Posted Thu 15th November, 2012 @ 21:27 by SS

5 Answers

  • 2 votes

The hydrolytic pressure from the heart is greater at the arteriole end and is greater than water potential and so tissue fluid (which is blood plamsa minus the plasma proteins) leak out through the gaps in between the squamous epithelial cells that make up the capillary on to the tissue.

Then at the venule end, the pressure has dropped dramatically and so the water potential going into the capillary is now greater than the hydrolytic pressure (as the concentration of water is greater in the tissues than the capillary).

90% is drained back into the capillary but about 10% still remains in the tissues which gets drained into the lymphatic system and eventually re-enters the blood.

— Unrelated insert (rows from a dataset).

use std::path::PathBuf;

use skiff_build::{TempTsconfig, TsconfigGenerator};
use skiff_core::{FunctionTarget, SkiffConfig};
use skiff_node::NodeToolchain;

/// Emit declaration files for one function through a scope-bound temporary
/// checker configuration.
pub async fn declarations(function: &str) -> anyhow::Result<()> {
    let project_dir = PathBuf::from(".");
    let config = SkiffConfig::load(&project_dir)?;
    let target = FunctionTarget::resolve(&project_dir, &config.project, function)?;

    println!("Generating type declarations for {function}...");

    let content = TsconfigGenerator::new(&config, function).render();
    let tsconfig = TempTsconfig::write(&project_dir, function, &content)?;

    let toolchain = NodeToolchain::new(&project_dir);
    toolchain.emit_declarations(tsconfig.path()).await?;

    println!("Declarations written to {}", target.out_dir.display());
    Ok(())
    // tsconfig drops here; the temporary file is removed on the error paths above too
}
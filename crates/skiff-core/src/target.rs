//! Build-target discovery over the functions directory.

use std::path::{Path, PathBuf};

use crate::config::ProjectConfig;

/// Entry file expected at the root of each function directory.
const ENTRY_FILE: &str = "index.ts";

/// Directory under the functions root that holds shared code, never a
/// deployable function of its own.
const SHARED_DIR: &str = "shared";

/// A named deployable function: its source entry point and output directory.
///
/// Descriptors are constructed per invocation and never stored.
#[derive(Debug, Clone, PartialEq, Eq)]
pub struct FunctionTarget {
    /// Function name, as used on the command line
    pub name: String,
    /// Source file the bundler starts from
    pub entry_point: PathBuf,
    /// Directory receiving bundled output and staged deployment files
    pub out_dir: PathBuf,
}

impl FunctionTarget {
    fn for_name(project_dir: &Path, config: &ProjectConfig, name: &str) -> Self {
        Self {
            name: name.to_owned(),
            entry_point: project_dir
                .join(&config.functions_dir)
                .join(name)
                .join(ENTRY_FILE),
            out_dir: project_dir.join(&config.dist_dir).join(name),
        }
    }

    /// Resolve a single named function, verifying its entry point exists.
    ///
    /// # Errors
    ///
    /// [`Error::UnknownFunction`](crate::Error::UnknownFunction) if the
    /// function directory or its entry file is missing.
    pub fn resolve(
        project_dir: &Path,
        config: &ProjectConfig,
        name: &str,
    ) -> crate::Result<Self> {
        let target = Self::for_name(project_dir, config, name);
        if !target.entry_point.is_file() {
            return Err(crate::Error::UnknownFunction {
                name: name.to_owned(),
                entry_point: target.entry_point,
            });
        }
        Ok(target)
    }

    /// Discover every function under the functions directory.
    ///
    /// A function is any subdirectory containing an `index.ts`, excluding the
    /// shared-code directory. Results are sorted by name so multi-target runs
    /// are deterministic. A missing functions directory yields an empty list.
    pub fn discover(project_dir: &Path, config: &ProjectConfig) -> crate::Result<Vec<Self>> {
        let functions_dir = project_dir.join(&config.functions_dir);
        if !functions_dir.is_dir() {
            return Ok(Vec::new());
        }

        let entries = std::fs::read_dir(&functions_dir).map_err(|e| {
            crate::Error::FunctionsDirRead {
                path: functions_dir.clone(),
                source: e,
            }
        })?;

        let mut targets = Vec::new();
        for entry in entries {
            let entry = entry.map_err(|e| crate::Error::FunctionsDirRead {
                path: functions_dir.clone(),
                source: e,
            })?;

            let Ok(name) = entry.file_name().into_string() else {
                tracing::warn!(path = %entry.path().display(), "skipping non-UTF-8 directory name");
                continue;
            };
            if name == SHARED_DIR {
                continue;
            }
            if !entry.path().join(ENTRY_FILE).is_file() {
                continue;
            }

            targets.push(Self::for_name(project_dir, config, &name));
        }

        targets.sort_by(|a, b| a.name.cmp(&b.name));
        tracing::debug!(count = targets.len(), "functions discovered");
        Ok(targets)
    }
}
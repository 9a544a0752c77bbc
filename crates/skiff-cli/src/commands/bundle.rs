use std::path::PathBuf;

use skiff_core::{FunctionTarget, SkiffConfig};
use skiff_node::NodeToolchain;

/// Bundle the named function, or every discovered function for `all`.
pub async fn bundle(target: &str) -> anyhow::Result<()> {
    let project_dir = PathBuf::from(".");
    let config = SkiffConfig::load(&project_dir)?;
    let node_env = super::node_env();

    let targets = if target == "all" {
        FunctionTarget::discover(&project_dir, &config.project)?
    } else {
        vec![FunctionTarget::resolve(&project_dir, &config.project, target)?]
    };

    if targets.is_empty() {
        println!(
            "No functions found under {} — nothing to build.",
            config.project.functions_dir
        );
        return Ok(());
    }

    let toolchain = NodeToolchain::new(&project_dir);

    // Sequential on purpose: one failing target aborts the whole run
    for function in &targets {
        println!(
            "Bundling {} -> {}",
            function.entry_point.display(),
            function.out_dir.display()
        );
        toolchain.bundle(function, &config.bundle, &node_env).await?;
        println!("Bundled {}", function.name);
    }

    println!("Build finished.");
    Ok(())
}
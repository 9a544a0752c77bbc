#[derive(Debug, thiserror::Error)]
pub enum ToolError {
    #[error("{program} not found — install it locally (node_modules/.bin) or on PATH")]
    NotFound {
        program: String,
        source: std::io::Error,
    },

    #[error("{program} failed: {args:?}\n{stderr}")]
    CommandFailed {
        program: String,
        args: Vec<String>,
        stderr: String,
    },

    #[error("{program} output was not valid UTF-8")]
    InvalidUtf8 {
        program: String,
        source: std::string::FromUtf8Error,
    },
}
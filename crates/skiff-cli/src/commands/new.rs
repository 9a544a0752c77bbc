use std::path::{Path, PathBuf};

use skiff_core::SkiffConfig;

/// Shared text utility written once, the first time any function is scaffolded.
const GREETING_UTIL: &str = r#"export function createGreeting(name: string): string {
  return `Hello, ${name}!`;
}
"#;

/// Scaffold a new function directory with the HTTP handler template.
pub async fn new_function(function: &str) -> anyhow::Result<()> {
    let project_dir = PathBuf::from(".");
    let config = SkiffConfig::load(&project_dir)?;

    let functions_dir = project_dir.join(&config.project.functions_dir);
    let function_dir = functions_dir.join(function);
    if function_dir.exists() {
        anyhow::bail!("function directory '{}' already exists", function_dir.display());
    }

    std::fs::create_dir_all(&function_dir)?;
    std::fs::write(function_dir.join("index.ts"), handler_template(function))?;
    println!("Created {}", function_dir.join("index.ts").display());

    let util_path = functions_dir.join("shared/utils/greeting.ts");
    if !util_path.exists() {
        ensure_parent(&util_path)?;
        std::fs::write(&util_path, GREETING_UTIL)?;
        println!("Created {}", util_path.display());
    }

    println!();
    println!("Next steps:");
    println!("  skiff bundle {function}         # bundle the entry point");
    println!("  skiff stage {function}          # materialize deployment files");
    println!("  skiff declarations {function}   # emit .d.ts files");
    Ok(())
}

fn ensure_parent(path: &Path) -> std::io::Result<()> {
    match path.parent() {
        Some(parent) => std::fs::create_dir_all(parent),
        None => Ok(()),
    }
}

fn handler_template(function: &str) -> String {
    format!(
        r#"import {{ http }} from '@google-cloud/functions-framework';
import type {{ Request, Response }} from 'express';
import {{ createGreeting }} from '~utils/greeting';

/**
 * HTTP entry point for the {function} function.
 */
http('{function}', (req: Request, res: Response) => {{
  const name = req.query.name || req.body.name || 'World';
  res.status(200).send(createGreeting(name as string));
}});
"#
    )
}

Answered Fri 16th November, 2012 @ 11:07 by Joanne
  • 2 votes

Water potential = osmosis. 

Osmosis is the movement of water from an area of high concentration to an area of low concentration of water.

The hydrolytic pressure is the pressure from when the heart beats blood into the artery (which is under high pressure). At the arteriole end, this force of pressure is greater compared to the 'water potential' so the plasma goes into the tissues which now becomes 'tissue fluid' (as it goes into the tissue).

Then at the venule end, this pressure is lower than the water potential (as a lot of pressure has been lost and the concentration of water in the tissues is high compared to the concentration of water in the capillary). This is why it drains back into the capillary at the venule end.

Hope it helps!

Answered Fri 16th November, 2012 @ 21:58 by Joanne
  • 1 vote

It is removed from the arteriolar end due to the pressure potential acting on the water potential. The pressure at which the blood plasma is carried via the arteriole end is higher than the on in the venous en, which creates a damming effect. This increases the water pot. allowing the blood the seep thru the gaps in the capillaries endothelium.
Almost 90% of the fluid seeped out eventually flows back in to the venous end due to the fact that the capillaries have a higher solute potential than the tissue cells. This is because most of the proteins can't fit thru the gap between the capillary in the first place.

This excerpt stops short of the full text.